*** Opening DATA SUPPLIED ***

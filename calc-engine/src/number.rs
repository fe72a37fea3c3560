//! Number/text conversion
//!
//! Display strings and history text must carry exact, stable digits, so
//! conversions do not go through the `Display` impl of `f64` (which never
//! switches to exponent form and prints `inf`). Instead:
//!
//! - `number_to_text` prints the shortest round-trip digits, in plain decimal
//!   form for decimal exponents in `[-7, 21)` and as `d.ddde+N` otherwise
//! - `round_to_decimals` and `to_exponential` round half away from zero on the
//!   *exact* binary value, using the exact decimal expansion of the double
//! - `parse_number` reads the longest numeric prefix of a string

/// Magnitudes at and above this are never rounded to fixed decimals
const FIXED_LIMIT: f64 = 1e21;

/// Enough precision to print every significant digit of any finite `f64`
const EXACT_PRECISION: usize = 800;

/// Split `d.ddd...e<exp>` into its digit string and decimal exponent
///
/// Trailing zeros are dropped; the value is `d0.d1d2... × 10^exp`.
fn split_scientific(text: &str) -> (String, i32) {
    let (mantissa, exponent) = text.split_once('e').unwrap_or((text, "0"));
    let mut digits: String = mantissa.chars().filter(|c| c.is_ascii_digit()).collect();
    while digits.len() > 1 && digits.ends_with('0') {
        digits.pop();
    }
    (digits, exponent.parse().unwrap_or(0))
}

/// Shortest digits that round-trip to `magnitude`
fn shortest_digits(magnitude: f64) -> (String, i32) {
    split_scientific(&format!("{:e}", magnitude))
}

/// Exact decimal expansion of `magnitude`
fn exact_digits(magnitude: f64) -> (String, i32) {
    split_scientific(&format!("{:.*e}", EXACT_PRECISION, magnitude))
}

/// Keep the first `keep` significant digits, rounding half away from zero
///
/// Returns `None` when the value rounds to zero. The returned digit string has
/// exactly `keep` digits (at least one).
fn round_digits(digits: &str, exponent: i32, keep: i32) -> Option<(String, i32)> {
    if keep < 0 {
        return None;
    }
    if keep == 0 {
        // Only the rounding digit is left
        return if digits.as_bytes()[0] >= b'5' {
            Some(("1".to_string(), exponent + 1))
        } else {
            None
        };
    }

    let keep = keep as usize;
    if digits.len() <= keep {
        let mut padded = digits.to_string();
        padded.extend(std::iter::repeat('0').take(keep - digits.len()));
        return Some((padded, exponent));
    }

    let mut kept: Vec<u8> = digits.as_bytes()[..keep].to_vec();
    if digits.as_bytes()[keep] < b'5' {
        return Some((String::from_utf8_lossy(&kept).into_owned(), exponent));
    }

    // Round up with carry
    for pos in (0..keep).rev() {
        if kept[pos] == b'9' {
            kept[pos] = b'0';
        } else {
            kept[pos] += 1;
            return Some((String::from_utf8_lossy(&kept).into_owned(), exponent));
        }
    }

    // All nines: 999 -> 100 with one more digit of magnitude
    let mut carried = String::with_capacity(keep);
    carried.push('1');
    carried.extend(std::iter::repeat('0').take(keep - 1));
    Some((carried, exponent + 1))
}

/// Render a number the way the calculator shows it
///
/// # Example
/// ```
/// use calc_engine::number::number_to_text;
///
/// assert_eq!(number_to_text(0.5), "0.5");
/// assert_eq!(number_to_text(1e21), "1e+21");
/// assert_eq!(number_to_text(f64::NAN), "NaN");
/// ```
pub fn number_to_text(value: f64) -> String {
    if value.is_nan() {
        return "NaN".to_string();
    }
    if value.is_infinite() {
        let text = if value > 0.0 { "Infinity" } else { "-Infinity" };
        return text.to_string();
    }
    if value == 0.0 {
        // Covers negative zero as well
        return "0".to_string();
    }

    let (digits, exponent) = shortest_digits(value.abs());
    let k = digits.len() as i32;
    let n = exponent + 1;

    let mut out = String::new();
    if value < 0.0 {
        out.push('-');
    }

    if k <= n && n <= 21 {
        out.push_str(&digits);
        out.extend(std::iter::repeat('0').take((n - k) as usize));
    } else if 0 < n && n <= 21 {
        let (int_part, frac_part) = digits.split_at(n as usize);
        out.push_str(int_part);
        out.push('.');
        out.push_str(frac_part);
    } else if -6 < n && n <= 0 {
        out.push_str("0.");
        out.extend(std::iter::repeat('0').take((-n) as usize));
        out.push_str(&digits);
    } else {
        out.push_str(&digits[..1]);
        if k > 1 {
            out.push('.');
            out.push_str(&digits[1..]);
        }
        out.push('e');
        out.push(if n - 1 >= 0 { '+' } else { '-' });
        out.push_str(&(n - 1).abs().to_string());
    }

    out
}

/// Round to `places` fractional digits and read the result back as a number
///
/// This is what turns `2.0000000001` into `2` after an operator chain or `=`.
pub fn round_to_decimals(value: f64, places: usize) -> f64 {
    if !value.is_finite() || value.abs() >= FIXED_LIMIT {
        return value;
    }
    if value == 0.0 {
        return 0.0;
    }

    let (digits, exponent) = exact_digits(value.abs());
    let keep = exponent + 1 + places as i32;

    let magnitude = match round_digits(&digits, exponent, keep) {
        Some((rounded, exp)) => {
            let scale = exp - (rounded.len() as i32 - 1);
            format!("{}e{}", rounded, scale).parse().unwrap_or(value.abs())
        }
        None => 0.0,
    };

    if value < 0.0 {
        -magnitude
    } else {
        magnitude
    }
}

/// Render a number in exponential form with exactly `fraction_digits` digits
/// after the point, e.g. `1.234568e+12`
pub fn to_exponential(value: f64, fraction_digits: usize) -> String {
    if !value.is_finite() {
        return number_to_text(value);
    }

    let mut out = String::new();
    if value < 0.0 {
        out.push('-');
    }

    let (digits, exponent) = if value == 0.0 {
        ("0".repeat(fraction_digits + 1), 0)
    } else {
        let (exact, exp) = exact_digits(value.abs());
        // keep >= 1, so rounding never collapses to zero
        round_digits(&exact, exp, fraction_digits as i32 + 1).unwrap_or((exact, exp))
    };

    out.push_str(&digits[..1]);
    if fraction_digits > 0 {
        out.push('.');
        out.push_str(&digits[1..]);
    }
    out.push('e');
    out.push(if exponent >= 0 { '+' } else { '-' });
    out.push_str(&exponent.abs().to_string());

    out
}

/// Parse the longest numeric prefix of `text`
///
/// Leading whitespace is skipped. Returns NaN when no number can be read, for
/// example from a lone `-` left behind by backspace.
pub fn parse_number(text: &str) -> f64 {
    let text = text.trim_start();
    let bytes = text.as_bytes();
    let mut pos = 0;

    if pos < bytes.len() && (bytes[pos] == b'+' || bytes[pos] == b'-') {
        pos += 1;
    }

    if text[pos..].starts_with("Infinity") {
        return if bytes.first() == Some(&b'-') {
            f64::NEG_INFINITY
        } else {
            f64::INFINITY
        };
    }

    let int_start = pos;
    while pos < bytes.len() && bytes[pos].is_ascii_digit() {
        pos += 1;
    }
    let mut has_digits = pos > int_start;

    if pos < bytes.len() && bytes[pos] == b'.' {
        let frac_start = pos + 1;
        let mut end = frac_start;
        while end < bytes.len() && bytes[end].is_ascii_digit() {
            end += 1;
        }
        if has_digits || end > frac_start {
            has_digits = true;
            pos = end;
        }
    }

    if !has_digits {
        return f64::NAN;
    }

    if pos < bytes.len() && (bytes[pos] == b'e' || bytes[pos] == b'E') {
        let mut end = pos + 1;
        if end < bytes.len() && (bytes[end] == b'+' || bytes[end] == b'-') {
            end += 1;
        }
        let exp_digits_start = end;
        while end < bytes.len() && bytes[end].is_ascii_digit() {
            end += 1;
        }
        if end > exp_digits_start {
            pos = end;
        }
    }

    text[..pos].parse().unwrap_or(f64::NAN)
}

#[cfg(test)]
mod tests {
    use super::*;

    #[test]
    fn test_number_to_text_plain() {
        assert_eq!(number_to_text(5.0), "5");
        assert_eq!(number_to_text(-12.25), "-12.25");
        assert_eq!(number_to_text(0.1 + 0.2), "0.30000000000000004");
        assert_eq!(number_to_text(-0.0), "0");
        assert_eq!(number_to_text(123456789012.0), "123456789012");
        assert_eq!(number_to_text(1e20), "100000000000000000000");
    }

    #[test]
    fn test_number_to_text_exponent_forms() {
        assert_eq!(number_to_text(1e21), "1e+21");
        assert_eq!(number_to_text(1.5e22), "1.5e+22");
        assert_eq!(number_to_text(0.000001), "0.000001");
        assert_eq!(number_to_text(0.0000001), "1e-7");
        assert_eq!(number_to_text(-2.5e-8), "-2.5e-8");
    }

    #[test]
    fn test_number_to_text_special_values() {
        assert_eq!(number_to_text(f64::NAN), "NaN");
        assert_eq!(number_to_text(f64::INFINITY), "Infinity");
        assert_eq!(number_to_text(f64::NEG_INFINITY), "-Infinity");
    }

    #[test]
    fn test_constants_text() {
        assert_eq!(number_to_text(std::f64::consts::PI), "3.141592653589793");
        assert_eq!(number_to_text(std::f64::consts::E), "2.718281828459045");
    }

    #[test]
    fn test_round_to_decimals() {
        assert_eq!(round_to_decimals(2.0000000001, 7), 2.0);
        assert_eq!(round_to_decimals(0.1 + 0.2, 7), 0.3);
        assert_eq!(round_to_decimals(1.0 / 3.0, 7), 0.3333333);
        assert_eq!(round_to_decimals(-2.0 / 3.0, 7), -0.6666667);
        assert_eq!(round_to_decimals(0.00000004, 7), 0.0);
        assert_eq!(round_to_decimals(0.00000006, 7), 0.0000001);
        assert_eq!(round_to_decimals(9.99999999, 7), 10.0);
    }

    #[test]
    fn test_round_to_decimals_exact_tie_goes_up() {
        // 1/256 = 0.00390625 exactly
        assert_eq!(round_to_decimals(0.00390625, 7), 0.0039063);
        assert_eq!(round_to_decimals(-0.00390625, 7), -0.0039063);
    }

    #[test]
    fn test_round_to_decimals_passthrough() {
        assert_eq!(round_to_decimals(1e21, 7), 1e21);
        assert!(round_to_decimals(f64::NAN, 7).is_nan());
        assert_eq!(round_to_decimals(f64::INFINITY, 7), f64::INFINITY);
    }

    #[test]
    fn test_to_exponential() {
        assert_eq!(to_exponential(1234567890123.0, 6), "1.234568e+12");
        assert_eq!(to_exponential(-0.000123456789, 6), "-1.234568e-4");
        assert_eq!(to_exponential(0.0, 6), "0.000000e+0");
        assert_eq!(to_exponential(9999999.9, 6), "1.000000e+7");
        assert_eq!(to_exponential(f64::NAN, 6), "NaN");
    }

    #[test]
    fn test_to_exponential_exact_tie_goes_up() {
        // Representable exactly; 7th significant digit is followed by a bare 5
        assert_eq!(to_exponential(1234566500000.0, 6), "1.234567e+12");
    }

    #[test]
    fn test_parse_number() {
        assert_eq!(parse_number("42"), 42.0);
        assert_eq!(parse_number("0."), 0.0);
        assert_eq!(parse_number("-3.5"), -3.5);
        assert_eq!(parse_number("1e+21"), 1e21);
        assert_eq!(parse_number("1e+"), 1.0);
        assert_eq!(parse_number("  7abc"), 7.0);
        assert_eq!(parse_number("-Infinity"), f64::NEG_INFINITY);
        assert!(parse_number("-").is_nan());
        assert!(parse_number("NaN").is_nan());
        assert!(parse_number("").is_nan());
    }
}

*** Closing DATA SUPPLIED ***

HOW TO COMPLETE THIS TASK:
Return the opening line of the data and every line after it through the line containing "const EXACT_PRECISION: usize = 800;", please, exactly as written and with nothing added.

WRITTEN ANSWER:
filename calc-engine/src/number.rs
repository fe72a37fea3c3560
//! Number/text conversion
//!
//! Display strings and history text must carry exact, stable digits, so
//! conversions do not go through the `Display` impl of `f64` (which never
//! switches to exponent form and prints `inf`). Instead:
//!
//! - `number_to_text` prints the shortest round-trip digits, in plain decimal
//!   form for decimal exponents in `[-7, 21)` and as `d.ddde+N` otherwise
//! - `round_to_decimals` and `to_exponential` round half away from zero on the
//!   *exact* binary value, using the exact decimal expansion of the double
//! - `parse_number` reads the longest numeric prefix of a string

/// Magnitudes at and above this are never rounded to fixed decimals
const FIXED_LIMIT: f64 = 1e21;

/// Enough precision to print every significant digit of any finite `f64`
const EXACT_PRECISION: usize = 800;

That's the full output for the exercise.